TASK TO CARRY OUT: Return, exactly as written, every line from the first line of the data below through the line that contains "its own short-lived".

SUPPLIED DATA:
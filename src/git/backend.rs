use anyhow::{Context as _, Error};
use chrono::{DateTime, Utc};
use git2::{BranchType, Oid, Repository};
use std::path::{Path, PathBuf};

use crate::config::{Config, PRIMARY_BRANCH};
use crate::error::CoreError;

use super::auth::with_fetch_options;

/// A single file's contents, rooted relative to the subpath it was read
/// under (spec §4.1's `FilesAt`).
pub struct FileEntry {
    pub path: String,
    pub data: Vec<u8>,
}

/// Abstracts the Git repository as a stream of (branch, commit) pairs and
/// random access to commits/trees/blobs (spec §4.1).
///
/// Deliberately holds no open `git2::Repository` handle: libgit2 handles
/// are not `Sync`, and the spec calls for "no on-disk working tree" reads
/// that many concurrent requests can perform without serializing on a
/// shared mutable checkout. Each operation opens its own short-lived
/// `Repository` against the same bare clone on disk, which is cheap (no
/// checkout, just object-database access) and trivially thread-safe.
pub struct Backend {
    workdir: PathBuf,
    primary_branch: String,
    branches: Vec<String>,
}

impl Backend {
    /// Clones `cfg.repo_url` into `cfg.working_dir` as a bare repository,
    /// or opens it in place if it already exists and its `origin` matches.
    pub fn open(cfg: &Config) -> Result<Self, Error> {
        if cfg.force_clone && cfg.working_dir.exists() {
            std::fs::remove_dir_all(&cfg.working_dir)
                .context("failed to clear working directory for force-clone")?;
        }

        let repo = match clone_bare(&cfg.repo_url, &cfg.working_dir) {
            Ok(repo) => repo,
            Err(clone_err) => match reopen_matching(&cfg.working_dir, &cfg.repo_url) {
                Some(repo) => repo,
                None => {
                    return Err(Error::new(CoreError::Clone {
                        url: cfg.repo_url.clone(),
                        reason: format!("{:#}", clone_err),
                    }))
                }
            },
        };

        let branches = discover_branches(&repo, PRIMARY_BRANCH)?;

        if !branches.iter().any(|b| b == PRIMARY_BRANCH) {
            anyhow::bail!(CoreError::BranchMissing {
                branch: PRIMARY_BRANCH.to_owned(),
            });
        }

        Ok(Self {
            workdir: cfg.working_dir.clone(),
            primary_branch: PRIMARY_BRANCH.to_owned(),
            branches,
        })
    }

    /// Branches in traversal order: the primary branch first, then all
    /// others in discovery order (spec §4.1, §4.4).
    pub fn branches(&self) -> &[String] {
        &self.branches
    }

    pub fn primary_branch(&self) -> &str {
        &self.primary_branch
    }

    fn repo(&self) -> Result<Repository, Error> {
        Repository::open_bare(&self.workdir).context("failed to open repository")
    }

    /// Resolves the tip commit of `branch`.
    pub fn branch_head(&self, branch: &str) -> Result<Oid, Error> {
        let repo = self.repo()?;
        let reference = lookup_branch_ref(&repo, branch)?;
        let oid = reference
            .target()
            .context("branch reference has no direct target")?;
        Ok(oid)
    }

    /// Validates and returns the oid for a commit id string.
    pub fn lookup_commit(&self, id: &str) -> Result<Oid, Error> {
        let oid = Oid::from_str(id).map_err(|_| CoreError::CommitNotFound(id.to_owned()))?;
        let repo = self.repo()?;
        repo.find_commit(oid)
            .map_err(|_| CoreError::CommitNotFound(id.to_owned()))?;
        Ok(oid)
    }

    pub fn commit_time(&self, id: Oid) -> Result<DateTime<Utc>, Error> {
        let repo = self.repo()?;
        let commit = repo
            .find_commit(id)
            .map_err(|_| CoreError::CommitNotFound(id.to_string()))?;
        // Author time, not committer time: matches `register()` in the
        // original `index_builder.go`, which binds `c.Author().When`. These
        // diverge on amended/rebased commits.
        let time = commit.author().when();
        let naive = DateTime::from_timestamp(time.seconds(), 0)
            .context("commit timestamp out of range")?;
        Ok(naive)
    }

    /// Commits reachable from `branch`'s tip, HEAD first, capped at `depth`
    /// commits total (0 means unbounded) — spec §4.4, §8 property 7.
    pub fn branch_commits(&self, branch: &str, depth: u32) -> Result<Vec<Oid>, Error> {
        let repo = self.repo()?;
        let head = self.branch_head(branch)?;

        let mut walk = repo.revwalk()?;
        walk.push(head)?;
        walk.set_sorting(git2::Sort::TIME)?;

        let mut oids = Vec::new();
        for oid in walk {
            let oid = oid?;
            oids.push(oid);
            if depth > 0 && oids.len() as u32 >= depth {
                break;
            }
        }
        Ok(oids)
    }

    /// Every blob under `{subpath}/` in `commit`'s tree, with `subpath`
    /// stripped from the returned relative names. Non-blob entries
    /// (subtrees, submodule gitlinks) are skipped (spec §4.1).
    pub fn files_at(&self, commit: Oid, subpath: &str) -> Result<Vec<FileEntry>, Error> {
        let repo = self.repo()?;
        let commit = repo
            .find_commit(commit)
            .map_err(|_| CoreError::CommitNotFound(commit.to_string()))?;
        let tree = commit.tree()?;

        let subtree_entry = if subpath.is_empty() {
            None
        } else {
            match tree.get_path(Path::new(subpath)) {
                Ok(entry) => Some(entry),
                Err(_) => return Ok(Vec::new()),
            }
        };

        let root = match &subtree_entry {
            Some(entry) => {
                let obj = entry.to_object(&repo)?;
                match obj.into_tree() {
                    Ok(t) => t,
                    Err(_) => return Ok(Vec::new()),
                }
            }
            None => tree,
        };

        let mut files = Vec::new();
        collect_blobs(&repo, &root, "", &mut files)?;
        Ok(files)
    }

    /// The union of paths added, modified, or deleted between `commit` and
    /// each of its parents. A root commit (no parents) yields every path in
    /// its tree (spec §4.1).
    pub fn modified_files(&self, commit: Oid) -> Result<Vec<String>, Error> {
        let repo = self.repo()?;
        let commit = repo
            .find_commit(commit)
            .map_err(|_| CoreError::CommitNotFound(commit.to_string()))?;
        let tree = commit.tree()?;

        let mut modified = Vec::new();
        if commit.parent_count() == 0 {
            collect_all_paths(&repo, &tree, "", &mut modified)?;
            return Ok(modified);
        }

        for i in 0..commit.parent_count() {
            let parent = commit.parent(i)?;
            let parent_tree = parent.tree()?;
            let diff = repo.diff_tree_to_tree(Some(&parent_tree), Some(&tree), None)?;
            diff.foreach(
                &mut |delta, _| {
                    if let Some(path) = delta.old_file().path() {
                        modified.push(path.to_string_lossy().into_owned());
                    }
                    if let Some(path) = delta.new_file().path() {
                        modified.push(path.to_string_lossy().into_owned());
                    }
                    true
                },
                None,
                None,
                None,
            )?;
        }
        modified.sort();
        modified.dedup();
        Ok(modified)
    }

    /// The immediate subdirectory names of `base` in `commit`'s tree,
    /// excluding dot-files (spec §4.2's all-dirs mode).
    pub fn top_level_dirs(&self, commit: Oid, base: &str) -> Result<Vec<String>, Error> {
        let repo = self.repo()?;
        let commit = repo
            .find_commit(commit)
            .map_err(|_| CoreError::CommitNotFound(commit.to_string()))?;
        let tree = commit.tree()?;

        let root = if base.is_empty() {
            tree
        } else {
            match tree.get_path(Path::new(base)) {
                Ok(entry) => match entry.to_object(&repo)?.into_tree() {
                    Ok(t) => t,
                    Err(_) => return Ok(Vec::new()),
                },
                Err(_) => return Ok(Vec::new()),
            }
        };

        let mut dirs: Vec<String> = root
            .iter()
            .filter(|e| e.kind() == Some(git2::ObjectType::Tree))
            .filter_map(|e| e.name().map(str::to_owned))
            .filter(|name| !name.starts_with('.'))
            .collect();
        dirs.sort();
        dirs.dedup();
        Ok(dirs)
    }

    /// Runs a remote fetch for `origin`, updating the local remote-tracking
    /// reference for `branch` (spec §4.1's `FetchBranch`, used by the
    /// webhook path).
    pub fn fetch_branch(&self, branch: &str) -> Result<(), Error> {
        let repo = self.repo()?;
        let git_config = match repo.config() {
            Ok(cfg) => cfg,
            Err(_) => git2::Config::open_default().context("failed to open default git config")?,
        };

        let mut remote = repo
            .find_remote("origin")
            .context("repository has no 'origin' remote")?;
        let url = remote.url().unwrap_or_default().to_owned();

        let refspec = format!("+refs/heads/{0}:refs/remotes/origin/{0}", branch);

        with_fetch_options(&git_config, &url, &mut |mut opts| {
            opts.download_tags(git2::AutotagOption::All);
            remote
                .fetch(&[&refspec], Some(&mut opts), None)
                .map_err(|source| {
                    anyhow::Error::new(CoreError::Fetch {
                        branch: branch.to_owned(),
                        source,
                    })
                })
        })
        .with_context(|| format!("failed to fetch branch '{}'", branch))
    }
}

fn collect_blobs(
    repo: &Repository,
    tree: &git2::Tree<'_>,
    prefix: &str,
    out: &mut Vec<FileEntry>,
) -> Result<(), Error> {
    for entry in tree.iter() {
        let name = match entry.name() {
            Some(n) => n,
            None => continue,
        };
        let rel = if prefix.is_empty() {
            name.to_owned()
        } else {
            format!("{}/{}", prefix, name)
        };

        match entry.kind() {
            Some(git2::ObjectType::Blob) => {
                let blob = entry.to_object(repo)?.peel_to_blob()?;
                out.push(FileEntry {
                    path: rel,
                    data: blob.content().to_vec(),
                });
            }
            Some(git2::ObjectType::Tree) => {
                let subtree = entry.to_object(repo)?.peel_to_tree()?;
                collect_blobs(repo, &subtree, &rel, out)?;
            }
            _ => continue,
        }
    }
    Ok(())
}

fn collect_all_paths(
    repo: &Repository,
    tree: &git2::Tree<'_>,
    prefix: &str,
    out: &mut Vec<String>,
) -> Result<(), Error> {
    for entry in tree.iter() {
        let name = match entry.name() {
            Some(n) => n,
            None => continue,
        };
        let rel = if prefix.is_empty() {
            name.to_owned()
        } else {
            format!("{}/{}", prefix, name)
        };

        match entry.kind() {
            Some(git2::ObjectType::Blob) => out.push(rel),
            Some(git2::ObjectType::Tree) => {
                let subtree = entry.to_object(repo)?.peel_to_tree()?;
                collect_all_paths(repo, &subtree, &rel, out)?;
            }
            _ => continue,
        }
    }
    Ok(())
}

fn lookup_branch_ref<'repo>(
    repo: &'repo Repository,
    branch: &str,
) -> Result<git2::Reference<'repo>, Error> {
    if let Ok(b) = repo.find_branch(&format!("origin/{}", branch), BranchType::Remote) {
        return Ok(b.into_reference());
    }
    let b = repo
        .find_branch(branch, BranchType::Local)
        .with_context(|| format!("branch '{}' not found", branch))?;
    Ok(b.into_reference())
}

fn discover_branches(repo: &Repository, primary: &str) -> Result<Vec<String>, Error> {
    let mut seen = std::collections::BTreeSet::new();
    let mut ordered = Vec::new();

    let mut push = |name: String, seen: &mut std::collections::BTreeSet<String>| {
        if seen.insert(name.clone()) {
            ordered.push(name);
        }
    };

    // Primary branch goes first, regardless of discovery order, but only if
    // it actually exists: `Backend::open` relies on its absence from this
    // list to raise *branch-missing*.
    if lookup_branch_ref(repo, primary).is_ok() {
        push(primary.to_owned(), &mut seen);
    }

    let branches = repo.branches(Some(BranchType::Remote))?;
    for item in branches {
        let (branch, _) = item?;
        let name = branch.name()?.unwrap_or_default();
        let stripped = name.strip_prefix("origin/").unwrap_or(name);
        if stripped == "HEAD" {
            continue;
        }
        push(stripped.to_owned(), &mut seen);
    }

    let locals = repo.branches(Some(BranchType::Local))?;
    for item in locals {
        let (branch, _) = item?;
        let name = branch.name()?.unwrap_or_default();
        push(name.to_owned(), &mut seen);
    }

    Ok(ordered)
}

fn clone_bare(url: &str, target: &Path) -> Result<Repository, Error> {
    let git_config = git2::Config::open_default().context("failed to open default git config")?;

    with_fetch_options(&git_config, url, &mut |mut opts| {
        opts.download_tags(git2::AutotagOption::All);
        let mut builder = git2::build::RepoBuilder::new();
        builder.bare(true).fetch_options(opts);
        builder
            .clone(url, target)
            .map(drop)
            .map_err(anyhow::Error::from)
    })?;

    Repository::open_bare(target).context("failed to open freshly cloned repository")
}

/// If `workdir` already holds a Git repository whose `origin` remote
/// matches `url`, return it so it can be used in place of a fresh clone
/// (spec §4.1's fallback-to-existing-repo rule).
fn reopen_matching(workdir: &Path, url: &str) -> Option<Repository> {
    let repo = Repository::open_bare(workdir).ok()?;
    let remote = repo.find_remote("origin").ok()?;
    if remote.url() == Some(url) {
        Some(repo)
    } else {
        None
    }
}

TASK RESPONSE:
filename src/git/backend.rs
use anyhow::{Context as _, Error};
use chrono::{DateTime, Utc};
use git2::{BranchType, Oid, Repository};
use std::path::{Path, PathBuf};

use crate::config::{Config, PRIMARY_BRANCH};
use crate::error::CoreError;

use super::auth::with_fetch_options;

/// A single file's contents, rooted relative to the subpath it was read
/// under (spec §4.1's `FilesAt`).
pub struct FileEntry {
    pub path: String,
    pub data: Vec<u8>,
}

/// Abstracts the Git repository as a stream of (branch, commit) pairs and
/// random access to commits/trees/blobs (spec §4.1).
///
/// Deliberately holds no open `git2::Repository` handle: libgit2 handles
/// are not `Sync`, and the spec calls for "no on-disk working tree" reads
/// that many concurrent requests can perform without serializing on a
/// shared mutable checkout. Each operation opens its own short-lived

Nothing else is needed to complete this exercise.